Thanos é um símbolo de uma mentalidade que tomou conta do mundo a partir da modernidade, mas que encontra sua raiz nos movimentos gnósticos quem marcaram os primeiros séculos do cristianismo. Reduzindo bastante, o gnosticismo acredita que o mundo é uma criação imperfeita e tomada pelo mal. O homem é prisioneiro neste mundo e pode transformá-lo em um paraíso, bastando para isso o conhecimento de seus mecanismos. O gnosticismo foi considerado herético pela Igreja pois, na prática, nega a queda do homem. O mundo não seria um problema por causa do uso que o homem fez dele, mas porque foi criado de maneira imperfeita por Deus. A Igreja entendeu que o gnóstico queria simplesmente tomar o lugar de Deus para corrigir a criação.

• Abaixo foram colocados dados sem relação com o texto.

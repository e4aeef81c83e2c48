// SPDX-License-Identifier: Apache-2.0
// Copyright Open Network Fabric Authors

//! Reload scheduler. Configs are not applied as soon as they are received: the first
//! change arms a timer and the config held when it fires gets applied. Bursts of changes
//! thus result in a single reload. Failed applies are retried at a shorter, fixed interval
//! until they succeed or a different config supersedes them.

use chrono::{DateTime, Local};
use config::Config;
use std::fmt::Display;
use std::time::Duration;
use tokio::sync::mpsc;
use tokio::time::{Instant, sleep_until};
use tokio_util::sync::CancellationToken;
use tracing::{debug, error, info, warn};

use crate::frr::reload::ConfigApplier;

/// Requests to the reload scheduler
#[derive(Debug)]
pub enum ReloadEvent {
    /// A new desired config
    NewConfig(Box<Config>),
    /// Apply again the last config, if any
    ReapplyLast,
}

/// The sending side of the scheduler event queue
#[derive(Clone, Debug)]
pub struct ReloadSender(mpsc::UnboundedSender<ReloadEvent>);

impl ReloadSender {
    fn send(&self, event: ReloadEvent) -> bool {
        if self.0.send(event).is_err() {
            warn!("Reload scheduler is gone: request dropped");
            return false;
        }
        true
    }
    /// Request a config to be applied. Returns false if the scheduler no longer runs.
    pub fn new_config(&self, config: Config) -> bool {
        self.send(ReloadEvent::NewConfig(Box::new(config)))
    }
    /// Request the last config to be applied again
    pub fn reapply_last(&self) -> bool {
        self.send(ReloadEvent::ReapplyLast)
    }
}

/// Create the event queue of a reload scheduler
#[must_use]
pub fn reload_channel() -> (ReloadSender, mpsc::UnboundedReceiver<ReloadEvent>) {
    let (tx, rx) = mpsc::unbounded_channel();
    (ReloadSender(tx), rx)
}

#[derive(Clone, Copy, Debug, PartialEq, Eq)]
pub enum ReloadState {
    /// Nothing to apply
    Idle,
    /// A config awaits being applied
    Pending,
    /// The last apply failed and will be retried
    Retrying,
}
impl Display for ReloadState {
    fn fmt(&self, f: &mut std::fmt::Formatter<'_>) -> std::fmt::Result {
        match self {
            ReloadState::Idle => write!(f, "idle"),
            ReloadState::Pending => write!(f, "pending"),
            ReloadState::Retrying => write!(f, "retrying"),
        }
    }
}

/// Apply statistics
#[derive(Clone, Debug, Default)]
pub struct ReloadStats {
    pub applied: u64,
    pub failed: u64,
    pub last_success: Option<DateTime<Local>>,
    pub last_failure: Option<DateTime<Local>>,
}
impl Display for ReloadStats {
    fn fmt(&self, f: &mut std::fmt::Formatter<'_>) -> std::fmt::Result {
        let show = |t: &Option<DateTime<Local>>| {
            t.map_or_else(|| "never".to_string(), |t| t.format("%H:%M:%S%.3f").to_string())
        };
        write!(
            f,
            "applied: {} failed: {} last success: {} last failure: {}",
            self.applied,
            self.failed,
            show(&self.last_success),
            show(&self.last_failure)
        )
    }
}

/// The reload scheduler
pub struct Debouncer<A: ConfigApplier> {
    applier: A,
    rx: mpsc::UnboundedReceiver<ReloadEvent>,
    state: ReloadState,
    held: Option<Config>,
    deadline: Option<Instant>,
    reload_interval: Duration,
    retry_interval: Duration,
    stats: ReloadStats,
}

impl<A: ConfigApplier> Debouncer<A> {
    #[must_use]
    pub fn new(
        applier: A,
        rx: mpsc::UnboundedReceiver<ReloadEvent>,
        reload_interval: Duration,
        retry_interval: Duration,
    ) -> Self {
        Self {
            applier,
            rx,
            state: ReloadState::Idle,
            held: None,
            deadline: None,
            reload_interval,
            retry_interval,
            stats: ReloadStats::default(),
        }
    }
    #[must_use]
    pub fn state(&self) -> ReloadState {
        self.state
    }
    #[must_use]
    pub fn stats(&self) -> &ReloadStats {
        &self.stats
    }
    #[must_use]
    pub fn held(&self) -> Option<&Config> {
        self.held.as_ref()
    }

    fn set_state(&mut self, state: ReloadState) {
        if self.state != state {
            debug!("Reload scheduler: {} -> {state}", self.state);
            self.state = state;
        }
    }

    fn arm(&mut self, interval: Duration) {
        self.deadline = Some(Instant::now() + interval);
    }

    fn on_new_config(&mut self, config: Config) {
        if self.held.as_ref() == Some(&config) {
            debug!("Config did not change: ignoring it");
            return;
        }
        self.held = Some(config);
        match self.state {
            ReloadState::Idle => {
                self.arm(self.reload_interval);
                self.set_state(ReloadState::Pending);
            }
            /* the armed timer bounds the delay since the first change */
            ReloadState::Pending => debug!("Replaced pending config"),
            ReloadState::Retrying => debug!("Replaced config being retried"),
        }
    }

    fn on_reapply_last(&mut self) {
        if self.held.is_none() {
            debug!("No config was ever received: nothing to reapply");
            return;
        }
        if self.state == ReloadState::Idle {
            info!("Reapplying last config");
            self.arm(self.reload_interval);
            self.set_state(ReloadState::Pending);
        }
    }

    /// Process one event
    pub fn handle_event(&mut self, event: ReloadEvent) {
        match event {
            ReloadEvent::NewConfig(config) => self.on_new_config(*config),
            ReloadEvent::ReapplyLast => self.on_reapply_last(),
        }
    }

    /// Apply the held config. Called when the timer fires.
    pub fn on_timer(&mut self) {
        self.deadline = None;
        let Some(config) = &self.held else {
            self.set_state(ReloadState::Idle);
            return;
        };
        match self.applier.apply(config) {
            Ok(()) => {
                self.stats.applied += 1;
                self.stats.last_success = Some(Local::now());
                info!("Config successfully applied. {}", self.stats);
                self.set_state(ReloadState::Idle);
            }
            Err(e) => {
                self.stats.failed += 1;
                self.stats.last_failure = Some(Local::now());
                error!(
                    "Failed to apply config: {e}. Will retry in {:?}. {}",
                    self.retry_interval, self.stats
                );
                self.arm(self.retry_interval);
                self.set_state(ReloadState::Retrying);
            }
        }
    }

    /// Run the scheduler until cancelled or until all senders are gone
    pub async fn run(mut self, cancel: CancellationToken) {
        info!(
            "Reload scheduler started: reload interval {:?} retry interval {:?}",
            self.reload_interval, self.retry_interval
        );
        loop {
            let deadline = self.deadline;
            tokio::select! {
                () = cancel.cancelled() => {
                    info!("Reload scheduler cancelled");
                    break;
                }
                event = self.rx.recv() => match event {
                    Some(event) => self.handle_event(event),
                    None => {
                        info!("Reload event queue closed");
                        break;
                    }
                },
                () = sleep_until(deadline.unwrap_or_else(Instant::now)), if deadline.is_some() => {
                    self.on_timer();
                }
            }
        }
    }
}

#[cfg(test)]
mod tests {
    use super::*;
    use crate::frr::reload::FrrErr;
    use parking_lot::Mutex;
    use std::sync::Arc;
    use tokio::time::sleep;

    const RELOAD: Duration = Duration::from_millis(3000);
    const RETRY: Duration = Duration::from_millis(500);

    /// Records applied configs and when they were applied. Fails the first `failures` applies.
    #[derive(Clone, Default)]
    struct MockApplier {
        applied: Arc<Mutex<Vec<(Instant, Config)>>>,
        failures: Arc<Mutex<u32>>,
    }
    impl MockApplier {
        fn failing(failures: u32) -> Self {
            Self {
                failures: Arc::new(Mutex::new(failures)),
                ..Default::default()
            }
        }
        fn applied(&self) -> Vec<Config> {
            self.applied.lock().iter().map(|(_, c)| c.clone()).collect()
        }
        fn applied_at(&self) -> Vec<(Instant, Config)> {
            self.applied.lock().clone()
        }
    }
    impl ConfigApplier for MockApplier {
        fn apply(&mut self, config: &Config) -> Result<(), FrrErr> {
            self.applied.lock().push((Instant::now(), config.clone()));
            let mut failures = self.failures.lock();
            if *failures > 0 {
                *failures -= 1;
                return Err(FrrErr::BadPid("none".to_string()));
            }
            Ok(())
        }
    }

    fn config(hostname: &str) -> Config {
        Config::new().set_hostname(hostname)
    }

    fn start(applier: MockApplier) -> (ReloadSender, CancellationToken) {
        let (tx, rx) = reload_channel();
        let cancel = CancellationToken::new();
        let debouncer = Debouncer::new(applier, rx, RELOAD, RETRY);
        tokio::spawn(debouncer.run(cancel.clone()));
        (tx, cancel)
    }

    #[tokio::test(start_paused = true)]
    async fn test_bursts_are_coalesced() {
        let applier = MockApplier::default();
        let (tx, cancel) = start(applier.clone());
        let begin = Instant::now();

        /* changes at 0ms, 100ms, 350ms, ... 5850ms: the timer armed by the first one
        must fire at 3000ms regardless of the changes that follow */
        tx.new_config(config("c0"));
        sleep(Duration::from_millis(100)).await;
        for n in 1..=24 {
            tx.new_config(config(&format!("c{n}")));
            sleep(Duration::from_millis(250)).await;
        }
        assert_eq!(Instant::now() - begin, Duration::from_millis(6100));
        sleep(Duration::from_millis(1)).await;

        /* c12 is the last change before 3000ms, c13 at 3100ms arms the next timer */
        assert_eq!(
            applier.applied_at(),
            vec![
                (begin + RELOAD, config("c12")),
                (begin + Duration::from_millis(3100) + RELOAD, config("c24")),
            ]
        );
        cancel.cancel();
    }

    #[tokio::test(start_paused = true)]
    async fn test_same_config_is_not_reapplied() {
        let applier = MockApplier::default();
        let (tx, cancel) = start(applier.clone());
        tx.new_config(config("a"));
        sleep(RELOAD * 2).await;
        tx.new_config(config("a"));
        sleep(RELOAD * 2).await;
        assert_eq!(applier.applied().len(), 1);
        cancel.cancel();
    }

    #[tokio::test(start_paused = true)]
    async fn test_failures_are_retried() {
        let applier = MockApplier::failing(2);
        let (tx, cancel) = start(applier.clone());
        tx.new_config(config("a"));
        sleep(RELOAD + Duration::from_millis(10)).await;
        assert_eq!(applier.applied().len(), 1);
        sleep(RETRY).await;
        assert_eq!(applier.applied().len(), 2);
        sleep(RETRY).await;
        assert_eq!(applier.applied(), vec![config("a"); 3]);
        sleep(RELOAD * 2).await;
        assert_eq!(applier.applied().len(), 3);
        cancel.cancel();
    }

    #[tokio::test(start_paused = true)]
    async fn test_retry_targets_latest_config() {
        let applier = MockApplier::failing(1);
        let (tx, cancel) = start(applier.clone());
        tx.new_config(config("a"));
        sleep(RELOAD + Duration::from_millis(10)).await;
        tx.new_config(config("b"));
        sleep(RETRY).await;
        assert_eq!(applier.applied(), vec![config("a"), config("b")]);
        cancel.cancel();
    }

    #[tokio::test(start_paused = true)]
    async fn test_reapply_last() {
        let applier = MockApplier::default();
        let (tx, cancel) = start(applier.clone());

        /* nothing held yet */
        tx.reapply_last();
        sleep(RELOAD * 2).await;
        assert!(applier.applied().is_empty());

        tx.new_config(config("a"));
        sleep(RELOAD * 2).await;
        tx.reapply_last();
        sleep(RELOAD * 2).await;
        assert_eq!(applier.applied(), vec![config("a"), config("a")]);
        cancel.cancel();
    }

    #[tokio::test(start_paused = true)]
    async fn test_state_machine() {
        let (_tx, rx) = reload_channel();
        let mut debouncer = Debouncer::new(MockApplier::failing(1), rx, RELOAD, RETRY);
        assert_eq!(debouncer.state(), ReloadState::Idle);

        debouncer.handle_event(ReloadEvent::NewConfig(Box::new(config("a"))));
        assert_eq!(debouncer.state(), ReloadState::Pending);
        debouncer.handle_event(ReloadEvent::ReapplyLast);
        assert_eq!(debouncer.state(), ReloadState::Pending);

        debouncer.on_timer();
        assert_eq!(debouncer.state(), ReloadState::Retrying);
        assert_eq!(debouncer.stats().failed, 1);

        debouncer.handle_event(ReloadEvent::NewConfig(Box::new(config("b"))));
        assert_eq!(debouncer.state(), ReloadState::Retrying);
        assert_eq!(debouncer.held(), Some(&config("b")));

        debouncer.on_timer();
        assert_eq!(debouncer.state(), ReloadState::Idle);
        assert_eq!(debouncer.stats().applied, 1);
        assert!(debouncer.stats().last_success.is_some());
    }

    #[tokio::test(start_paused = true)]
    async fn test_stops_when_cancelled() {
        let (_tx, rx) = reload_channel();
        let cancel = CancellationToken::new();
        let debouncer = Debouncer::new(MockApplier::default(), rx, RELOAD, RETRY);
        let handle = tokio::spawn(debouncer.run(cancel.clone()));
        cancel.cancel();
        handle.await.expect("Scheduler panicked");
    }
}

Este é justamente o núcleo da motivação de Thanos. Thor percebeu muito bem e no início do filme diz a ele: você nunca será um deus. Mesmo concentrando todo o poder do universos, como o titã louco quer fazer, seu pensamento se baseia na maior ilusão de todas, o de tomar o trono de Deus. Essa mentalidade, que tanto anima as ideologias da modernidade, só é capaz de gerar o inferno, com muito sofrimento humano. “Mas as mortes são aleatórias, não distingue ricos e pobres!” dizem aqueles que justificam tudo em nome do igualitarismo. O filme acerta até nisso, pois como mostrou a experiência totalitária, o poder absoluto leva ao mal aleatório. Ninguém sabia quem Stálin mandaria matar a seguir. Poderia ser seu maior inimigo ou seu maior amigo. A morte se torna impessoal e por isso mesmo, aleatória.

Os heróis da marvel sabem que o homem é imperfeito e não possuem ilusões de um paraíso terreno. Tudo o que querem é lutar contra o mal, evitar ao máximo seu efeito destruidor. Para isso estão dispostos a qualquer sacrifício, como ir para o planeta de Thanos para evitar que a guerra se travasse na Terra. São humanos, e falhos. Por vezes deixam se levar pela hybris, como acontece com Peter Quin, o Starlord, e pagam caro por isso. Erram, sofrem, buscam a redenção. Essa é a epopéia de qualquer herói e por isso funcionam tão bem. No entanto, possuem um ponto em comum, recusam o pensamento utilitarista. Não aceitam trocar uma vida por milhões pois sabem que cada vida é um valor em si mesmo e aceitar uma troca destas significaria perder a alma, algo muito mais valioso do que a vida. Por isso Visão tem que viver; por isso o Doutor Estranho troca sua jóia pela vida de Tony Stark, que mal conhece.

Guerra Infinita apresenta o maior vilão da Marvel, alguém que representa o caos ordenado, o assassinato levado por uma mente fria e calculista, com pretensões científicas. Enfim, a mentalidade revolucionária de origem gnóstica. Não acredito que possa ser representado inteiramente por uma pessoa, mas seus traços estão presentes em gente e instituições que mostram uma máscara humanitária, de preocupação com o mundo, que precisa ser corrigido, mas que haverá um pequeno custo a pagar. Um custo que não será pago por eles, mas por nós que não acreditamos em suas pregações. Geralmente com nosso sangue pois o deles é precioso demais.